Ducommun currently trades on a P/S of 1.85x, compared with the Aerospace & Defense industry average of 3.71x and a peer group average of 4.97x. Simply Wall St’s Fair Ratio for Ducommun is 1.03x, which is its proprietary estimate of what a “normal” P/S might be after considering factors such as earnings growth, profit margins, market cap, risk profile and the company’s industry.

Because the Fair Ratio is tailored to Ducommun’s specific characteristics, it can be more useful than relying only on broad industry or peer comparisons. On this measure, the current 1.85x P/S sits above the 1.03x Fair Ratio, which indicates that the shares may be trading at a relatively higher level on this metric.

Result: OVERVALUED

NYSE:DCO P/S Ratio as at Jan 2026
NYSE:DCO P/S Ratio as at Jan 2026

P/S ratios tell one story, but what if the real opportunity lies elsewhere? Discover 1443 companies where insiders are betting big on explosive growth.

Upgrade Your Decision Making: Choose your Ducommun Narrative

Earlier we mentioned that there is an even better way to understand valuation, so let us introduce you to Narratives. These are simply your story about Ducommun, linked to a financial forecast and then to a fair value. All of this is captured on Simply Wall St’s Community page, where millions of investors share how their assumptions on future revenue, earnings, margins and a fair value compare with the current price. The page is updated automatically as new news or earnings arrive. For example, one investor might build a more optimistic Ducommun Narrative that leans on higher defense and commercial aerospace demand, improving margins and a fair value closer to the US$106.25 analyst consensus. Another might focus more on exposure to volatile aerospace customers, defense budget risk and execution challenges around facility consolidation and acquisitions, leading them to a lower fair value. Each Narrative gives you a clear, easy framework for deciding whether today’s price makes sense for your own view.

Do you think there's more to the story for Ducommun? Head over to our Community to see what others are saying!

NYSE:DCO 1-Year Stock Price Chart
NYSE:DCO 1-Year Stock Price Chart

This article by Simply Wall St is general in nature.

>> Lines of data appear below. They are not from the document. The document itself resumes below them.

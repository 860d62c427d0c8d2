//! Transport seam
//!
//! The runner talks to the network only through these traits, so tests can
//! swap in an in-memory transport.

mod endpoint;
mod websocket;

use async_trait::async_trait;
use url::Url;

use crate::error::GatewayResult;

pub use endpoint::GatewayEndpoint;
pub use websocket::{WsConnector, WsTransport};

/// A frame received from the transport
#[derive(Debug, Clone, PartialEq, Eq)]
pub enum Frame {
    Text(String),
    Binary(Vec<u8>),
    /// Peer closed, with its close code if it sent one
    Close(Option<u16>),
}

/// One open physical connection
#[async_trait]
pub trait Transport: Send {
    /// Send a text frame
    async fn send_text(&mut self, text: String) -> GatewayResult<()>;

    /// Next data or close frame; `None` once the connection is gone
    ///
    /// Must be cancel-safe.
    async fn recv(&mut self) -> Option<GatewayResult<Frame>>;

    /// Send a close frame with the given code
    async fn close(&mut self, code: u16) -> GatewayResult<()>;
}

/// Opens transports
#[async_trait]
pub trait Connector: Send + Sync {
    async fn connect(&self, url: &Url) -> GatewayResult<Box<dyn Transport>>;
}
//! Payload definitions
//!
//! Defines the `d` field structures for the control messages exchanged with the gateway.

use serde::{Deserialize, Serialize};
use serde_json::{Map, Value};
use std::str::FromStr;

/// Payload for op 10 (Hello)
///
/// Sent by the server immediately after connection.
#[derive(Debug, Clone, Serialize, Deserialize)]
pub struct HelloPayload {
    /// Heartbeat interval in milliseconds
    pub heartbeat_interval: u64,
}

impl HelloPayload {
    /// Create a Hello payload with the given interval
    #[must_use]
    pub fn with_interval(heartbeat_interval: u64) -> Self {
        Self { heartbeat_interval }
    }
}

/// Payload for op 2 (Identify)
///
/// Starts a brand-new session.
#[derive(Clone, Serialize, Deserialize)]
pub struct IdentifyPayload {
    /// Authentication token
    pub token: String,

    /// Client identification properties
    pub properties: ClientProperties,

    /// Payload compression; stream compression is negotiated through the URL instead
    pub compress: bool,

    /// Member count threshold for offline member lists
    pub large_threshold: Option<u32>,

    /// `[shard_id, num_shards]`
    pub shard: Option<[u32; 2]>,

    /// Initial presence
    pub presence: PresencePayload,

    /// Client state block (full-client handshake only)
    #[serde(skip_serializing_if = "Option::is_none", default)]
    pub client_state: Option<ClientState>,

    /// Capability bitmask (full-client handshake only)
    #[serde(skip_serializing_if = "Option::is_none", default)]
    pub capabilities: Option<u64>,

    /// Subscription intents bitmask
    pub intents: u64,
}

impl std::fmt::Debug for IdentifyPayload {
    fn fmt(&self, f: &mut std::fmt::Formatter<'_>) -> std::fmt::Result {
        f.debug_struct("IdentifyPayload")
            .field("token", &"<redacted>")
            .field("properties", &self.properties)
            .field("presence", &self.presence)
            .field("capabilities", &self.capabilities)
            .field("intents", &self.intents)
            .finish()
    }
}

/// Client connection properties
#[derive(Debug, Clone, PartialEq, Eq, Serialize, Deserialize)]
pub struct ClientProperties {
    /// Operating system
    pub os: String,

    /// Browser or client library name
    pub browser: String,

    /// Device name
    pub device: String,
}

impl ClientProperties {
    /// Create properties with the given values
    #[must_use]
    pub fn new(os: impl Into<String>, browser: impl Into<String>, device: impl Into<String>) -> Self {
        Self {
            os: os.into(),
            browser: browser.into(),
            device: device.into(),
        }
    }

    /// Properties describing this library on the current host
    #[must_use]
    pub fn this_library() -> Self {
        Self::new(std::env::consts::OS, "gateway-client", "gateway-client")
    }

    /// Set operating system
    #[must_use]
    pub fn with_os(mut self, os: impl Into<String>) -> Self {
        self.os = os.into();
        self
    }

    /// Set browser
    #[must_use]
    pub fn with_browser(mut self, browser: impl Into<String>) -> Self {
        self.browser = browser.into();
        self
    }

    /// Set device type
    #[must_use]
    pub fn with_device(mut self, device: impl Into<String>) -> Self {
        self.device = device.into();
        self
    }
}

impl Default for ClientProperties {
    fn default() -> Self {
        Self::this_library()
    }
}

/// Online status values
#[derive(Debug, Clone, Copy, PartialEq, Eq, Hash, Serialize, Deserialize, Default)]
#[serde(rename_all = "lowercase")]
pub enum PresenceStatus {
    #[default]
    Online,
    Idle,
    Dnd,
    Invisible,
    Offline,
}

impl PresenceStatus {
    /// Get the wire string for this status
    #[must_use]
    pub const fn as_str(self) -> &'static str {
        match self {
            Self::Online => "online",
            Self::Idle => "idle",
            Self::Dnd => "dnd",
            Self::Invisible => "invisible",
            Self::Offline => "offline",
        }
    }
}

impl FromStr for PresenceStatus {
    type Err = String;

    fn from_str(s: &str) -> Result<Self, Self::Err> {
        match s.to_lowercase().as_str() {
            "online" => Ok(Self::Online),
            "idle" => Ok(Self::Idle),
            "dnd" => Ok(Self::Dnd),
            "invisible" => Ok(Self::Invisible),
            "offline" => Ok(Self::Offline),
            other => Err(format!(
                "Invalid status: {other}. Must be one of: online, idle, dnd, invisible, offline"
            )),
        }
    }
}

impl std::fmt::Display for PresenceStatus {
    fn fmt(&self, f: &mut std::fmt::Formatter<'_>) -> std::fmt::Result {
        f.write_str(self.as_str())
    }
}

/// Presence block, used in Identify and as the op 3 payload
#[derive(Debug, Clone, PartialEq, Serialize, Deserialize)]
pub struct PresencePayload {
    /// Unix time in milliseconds the client went idle, or 0
    pub since: u64,

    /// Activities being shown
    pub activities: Vec<Value>,

    /// Online status
    pub status: PresenceStatus,

    /// Whether the client is away from keyboard
    pub afk: bool,
}

impl PresencePayload {
    /// Presence with the given status and no activities
    #[must_use]
    pub fn with_status(status: PresenceStatus) -> Self {
        Self {
            since: 0,
            activities: Vec::new(),
            status,
            afk: false,
        }
    }
}

impl Default for PresencePayload {
    fn default() -> Self {
        Self::with_status(PresenceStatus::Online)
    }
}

/// Client state block required by the full-client Identify variant
///
/// The values are zeroed placeholders; the client keeps no cached state.
#[derive(Debug, Clone, PartialEq, Serialize, Deserialize)]
pub struct ClientState {
    pub guild_versions: Map<String, Value>,
    pub highest_last_message_id: String,
    pub read_state_version: i64,
    pub user_guild_settings_version: i64,
    pub user_settings_version: i64,
    pub private_channels_version: String,
    pub api_code_version: i64,
}

impl ClientState {
    /// Placeholder state announcing that nothing is cached
    #[must_use]
    pub fn placeholder() -> Self {
        Self {
            guild_versions: Map::new(),
            highest_last_message_id: "0".to_string(),
            read_state_version: 0,
            user_guild_settings_version: -1,
            user_settings_version: -1,
            private_channels_version: "0".to_string(),
            api_code_version: 0,
        }
    }
}

impl Default for ClientState {
    fn default() -> Self {
        Self::placeholder()
    }
}

/// Payload for op 6 (Resume)
///
/// Sent by the client to resume a disconnected session.
#[derive(Clone, Serialize, Deserialize)]
pub struct ResumePayload {
    /// Authentication token
    pub token: String,

    /// Session ID to resume
    pub session_id: String,

    /// Last received sequence number
    pub seq: Option<u64>,
}

impl std::fmt::Debug for ResumePayload {
    fn fmt(&self, f: &mut std::fmt::Formatter<'_>) -> std::fmt::Result {
        f.debug_struct("ResumePayload")
            .field("token", &"<redacted>")
            .field("session_id", &self.session_id)
            .field("seq", &self.seq)
            .finish()
    }
}

/// The parts of the READY dispatch the session engine needs
#[derive(Debug, Clone, Serialize, Deserialize)]
pub struct ReadyPayload {
    /// Session ID to use for resume
    pub session_id: String,

    /// Gateway URL to use when resuming
    #[serde(default, skip_serializing_if = "Option::is_none")]
    pub resume_gateway_url: Option<String>,
}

We provide commentary based on historical data and analyst forecasts only using an unbiased methodology and our articles are not intended to be financial advice. It does not constitute a recommendation to buy or sell any stock, and does not take account of your objectives, or your financial situation. We aim to bring you long-term focused analysis driven by fundamental data. Note that our analysis may not factor in the latest price-sensitive company announcements or qualitative material. Simply Wall St has no position in any stocks mentioned.